Among the many things I appreciate about the Wesleyan Covenant Association is the “association” part. Since entering the role of President, I have had the unreasonably joyful opportunity to have conversations with an amazing “cloud of witnesses”, young and old, male and female, leaders of churches and Sunday morning worshipers…but all who are devoted to Christ and seeking to discern the best path forward. Why? So that the community in which they are located can be blessed by the congregation of which they are a part.
There is another hymn sometimes sung for celebrations of All Saints’ Day.
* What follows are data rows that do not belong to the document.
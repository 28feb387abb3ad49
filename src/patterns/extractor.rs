//! Pattern Extractor - deterministic mining of ledger slices
//!
//! Normalizes noisy error text (jargon canonicalized through the
//! terminology dictionary, volatile tokens masked), groups records by the
//! resulting signature, merges near-duplicate signatures by edit distance,
//! and emits candidates above the minimum-support threshold. Pure: the same
//! slice and dictionary snapshot always yield the same pattern set, and
//! neither the ledger nor the dictionary is touched.

use once_cell::sync::Lazy;
use regex::Regex;
use std::collections::{BTreeMap, BTreeSet};
use tracing::warn;

use super::store::PatternKind;
use crate::config::ExtractionConfig;
use crate::ledger::ExecutionRecord;

static HEX_ADDR: Lazy<Regex> = Lazy::new(|| Regex::new(r"0x[0-9a-fA-F]+").unwrap());
static PATH_LIKE: Lazy<Regex> = Lazy::new(|| Regex::new(r"(?:/[\w.\-]+){2,}").unwrap());
static NUMBER: Lazy<Regex> = Lazy::new(|| Regex::new(r"\b\d+\b").unwrap());
static WHITESPACE: Lazy<Regex> = Lazy::new(|| Regex::new(r"\s+").unwrap());

/// Longest signature kept after normalization
const MAX_SIGNATURE_LEN: usize = 120;

/// A candidate pattern before it is persisted
#[derive(Debug, Clone, PartialEq)]
pub struct ExtractedPattern {
    pub kind: PatternKind,
    pub signature: String,
    pub occurrence_count: usize,
    pub supporting_record_ids: BTreeSet<u64>,
    pub confidence: f64,
}

/// Deterministic extractor over a slice of execution records
pub struct PatternExtractor {
    config: ExtractionConfig,
    /// Snapshot of term -> canonical meaning, taken once at construction
    terms: BTreeMap<String, String>,
}

impl PatternExtractor {
    pub fn new(config: ExtractionConfig, terms: BTreeMap<String, String>) -> Self {
        Self { config, terms }
    }

    /// Mine a slice of records for recurring failure signatures and
    /// success strategies.
    pub fn extract(&self, records: &[ExecutionRecord]) -> Vec<ExtractedPattern> {
        let total = records.len();
        if total == 0 {
            return Vec::new();
        }

        let mut failures: BTreeMap<String, BTreeSet<u64>> = BTreeMap::new();
        let mut successes: BTreeMap<String, BTreeSet<u64>> = BTreeMap::new();

        for record in records {
            match &record.outcome {
                crate::ledger::Outcome::Failure { error_signature } => {
                    let normalized = self.normalize(error_signature);
                    if normalized.is_empty() {
                        // One unusable record never blocks the run
                        warn!("Skipping record {}: empty failure signature", record.id);
                        continue;
                    }
                    failures.entry(normalized).or_default().insert(record.id);
                }
                crate::ledger::Outcome::Success => {
                    let normalized = self.normalize(&record.task);
                    if normalized.is_empty() {
                        warn!("Skipping record {}: empty task text", record.id);
                        continue;
                    }
                    successes.entry(normalized).or_default().insert(record.id);
                }
                crate::ledger::Outcome::Partial => {}
            }
        }

        let mut patterns = Vec::new();
        patterns.extend(self.finish_groups(PatternKind::Failure, failures, total));
        patterns.extend(self.finish_groups(PatternKind::Success, successes, total));

        // Stable presentation order: confidence desc, then signature
        patterns.sort_by(|a, b| {
            b.confidence
                .partial_cmp(&a.confidence)
                .unwrap_or(std::cmp::Ordering::Equal)
                .then_with(|| a.signature.cmp(&b.signature))
        });
        patterns
    }

    /// Canonicalize user jargon, mask volatile tokens, collapse whitespace.
    pub fn normalize(&self, text: &str) -> String {
        let mut out = text.to_lowercase();

        // Longest terms first so "build pipeline" wins over "pipeline"
        let mut terms: Vec<(&String, &String)> = self.terms.iter().collect();
        terms.sort_by(|a, b| b.0.len().cmp(&a.0.len()).then_with(|| a.0.cmp(b.0)));
        for (term, meaning) in terms {
            if out.contains(term.as_str()) {
                out = out.replace(term.as_str(), meaning);
            }
        }

        out = HEX_ADDR.replace_all(&out, "<addr>").into_owned();
        out = PATH_LIKE.replace_all(&out, "<path>").into_owned();
        out = NUMBER.replace_all(&out, "<n>").into_owned();
        out = WHITESPACE.replace_all(&out, " ").trim().to_string();

        if out.len() > MAX_SIGNATURE_LEN {
            let mut end = MAX_SIGNATURE_LEN;
            while !out.is_char_boundary(end) {
                end -= 1;
            }
            out.truncate(end);
            out = out.trim_end().to_string();
        }
        out
    }

    /// Merge near-duplicates, apply minimum support, compute confidence.
    fn finish_groups(
        &self,
        kind: PatternKind,
        groups: BTreeMap<String, BTreeSet<u64>>,
        total: usize,
    ) -> Vec<ExtractedPattern> {
        // Larger groups absorb smaller ones; ties break on signature so the
        // merge never depends on map iteration order.
        let mut ordered: Vec<(String, BTreeSet<u64>)> = groups.into_iter().collect();
        ordered.sort_by(|a, b| b.1.len().cmp(&a.1.len()).then_with(|| a.0.cmp(&b.0)));

        let mut kept: Vec<(String, BTreeSet<u64>)> = Vec::new();
        for (signature, ids) in ordered {
            match kept
                .iter_mut()
                .find(|(s, _)| levenshtein(s, &signature) < self.config.merge_distance)
            {
                Some((_, merged)) => merged.extend(ids),
                None => kept.push((signature, ids)),
            }
        }

        kept.into_iter()
            .filter(|(_, ids)| ids.len() >= self.config.min_support)
            .map(|(signature, ids)| ExtractedPattern {
                kind,
                occurrence_count: ids.len(),
                confidence: ids.len() as f64 / total as f64,
                signature,
                supporting_record_ids: ids,
            })
            .collect()
    }
}

/// Classic edit distance over characters
pub fn levenshtein(a: &str, b: &str) -> usize {
    let a: Vec<char> = a.chars().collect();
    let b: Vec<char> = b.chars().collect();
    if a.is_empty() {
        return b.len();
    }
    if b.is_empty() {
        return a.len();
    }

    let mut prev: Vec<usize> = (0..=b.len()).collect();
    let mut curr = vec![0usize; b.len() + 1];

    for (i, ca) in a.iter().enumerate() {
        curr[0] = i + 1;
        for (j, cb) in b.iter().enumerate() {
            let cost = usize::from(ca != cb);
            curr[j + 1] = (prev[j + 1] + 1).min(curr[j] + 1).min(prev[j] + cost);
        }
        std::mem::swap(&mut prev, &mut curr);
    }
    prev[b.len()]
}

#[cfg(test)]
mod tests {
    use super::*;
    use crate::ledger::Outcome;
    use chrono::Utc;

    fn record(id: u64, task: &str, outcome: Outcome) -> ExecutionRecord {
        ExecutionRecord {
            id,
            timestamp: Utc::now(),
            task: task.to_string(),
            prompt_version: 1,
            outcome,
            raw_output_excerpt: String::new(),
        }
    }

    fn failure(id: u64, sig: &str) -> ExecutionRecord {
        record(
            id,
            "some task",
            Outcome::Failure {
                error_signature: sig.to_string(),
            },
        )
    }

    fn extractor() -> PatternExtractor {
        PatternExtractor::new(ExtractionConfig::default(), BTreeMap::new())
    }

    #[test]
    fn test_levenshtein() {
        assert_eq!(levenshtein("kitten", "sitting"), 3);
        assert_eq!(levenshtein("", "abc"), 3);
        assert_eq!(levenshtein("same", "same"), 0);
    }

    #[test]
    fn test_spec_scenario_two_timeouts_one_success() {
        let records = vec![
            failure(1, "timeout"),
            failure(2, "timeout"),
            record(3, "unique task", Outcome::Success),
        ];

        let patterns = extractor().extract(&records);
        let timeouts: Vec<_> = patterns
            .iter()
            .filter(|p| p.kind == PatternKind::Failure)
            .collect();
        assert_eq!(timeouts.len(), 1);
        assert_eq!(timeouts[0].signature, "timeout");
        assert_eq!(timeouts[0].occurrence_count, 2);
        assert!((timeouts[0].confidence - 2.0 / 3.0).abs() < 1e-9);
        assert_eq!(
            timeouts[0].supporting_record_ids.iter().copied().collect::<Vec<_>>(),
            vec![1, 2]
        );
    }

    #[test]
    fn test_extraction_is_idempotent() {
        let records = vec![
            failure(1, "connection refused on port 8080"),
            failure(2, "connection refused on port 9090"),
            failure(3, "null pointer in handler"),
            failure(4, "null pointer in handler"),
            record(5, "add logging", Outcome::Success),
        ];

        let ex = extractor();
        let first = ex.extract(&records);
        let second = ex.extract(&records);
        assert_eq!(first, second);
    }

    #[test]
    fn test_number_masking_groups_variants() {
        let records = vec![
            failure(1, "timeout after 30 seconds"),
            failure(2, "timeout after 60 seconds"),
        ];
        let patterns = extractor().extract(&records);
        assert_eq!(patterns.len(), 1);
        assert_eq!(patterns[0].signature, "timeout after <n> seconds");
        assert_eq!(patterns[0].occurrence_count, 2);
    }

    #[test]
    fn test_near_duplicates_merge_into_larger_group() {
        let records = vec![
            failure(1, "missing await"),
            failure(2, "missing await"),
            failure(3, "missing awaits"),
        ];
        let patterns = extractor().extract(&records);
        assert_eq!(patterns.len(), 1);
        assert_eq!(patterns[0].signature, "missing await");
        assert_eq!(patterns[0].occurrence_count, 3);
    }

    #[test]
    fn test_min_support_filters_singletons() {
        let records = vec![
            failure(1, "completely unique problem"),
            failure(2, "an unrelated situation"),
        ];
        assert!(extractor().extract(&records).is_empty());
    }

    #[test]
    fn test_dictionary_canonicalization_defragments() {
        let mut terms = BTreeMap::new();
        terms.insert("the widget".to_string(), "billing service".to_string());
        let ex = PatternExtractor::new(ExtractionConfig::default(), terms);

        let records = vec![
            failure(1, "the widget returned an error"),
            failure(2, "billing service returned an error"),
        ];
        let patterns = ex.extract(&records);
        assert_eq!(patterns.len(), 1);
        assert_eq!(patterns[0].signature, "billing service returned an error");
    }

    #[test]
    fn test_empty_slice_yields_nothing() {
        assert!(extractor().extract(&[]).is_empty());
    }

    #[test]
    fn test_success_strategies_grouped_by_task() {
        let records = vec![
            record(1, "Refactor module imports", Outcome::Success),
            record(2, "refactor module imports", Outcome::Success),
            record(3, "anything else", Outcome::Partial),
        ];
        let patterns = extractor().extract(&records);
        assert_eq!(patterns.len(), 1);
        assert_eq!(patterns[0].kind, PatternKind::Success);
        assert_eq!(patterns[0].signature, "refactor module imports");
    }
}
Though is it s bit chirpy for my personal taste, the words catch the bifocal vision of looking to the past and remaining focused on our own impact in the present:
1 I sing a song of the saints of God,
patient and brave and true,
who toiled and fought and lived and died
for the Lord they loved and knew.
And one was a doctor, and one was a queen,
and one was a shepherdess on the green:
they were all of them saints of God, and I mean,
God helping, to be one too.
2 They loved their Lord so dear, so dear,
and God’s love made them strong;
and they followed the right, for Jesus’ sake,
the whole of their good lives long.
And one was a soldier, and one was a priest,
and one was slain by a fierce wild beast:
and there’s not any reason, no, not the least,
why I shouldn’t be one too.
3 They lived not only in ages past;
there are hundreds of thousands still;
the world is bright with the joyous saints
who love to do Jesus’ will.
You can meet them in school, or in lanes, or at sea,
in church, or in trains, or in shops, or at tea;
for the saints of God are just folk like me,
And I mean to be one too.
(OGRP, # 482 / UMC Hymnal, #712)
Are you expecting to be among “all the saints”?
That is the glorious gospel trajectory for all who surrender themselves to the Lord Jesus.
We are sent, together, under the influence of the Holy Spirit, for the healing of the world in Jesus’ name. Let’s not settle for anything less.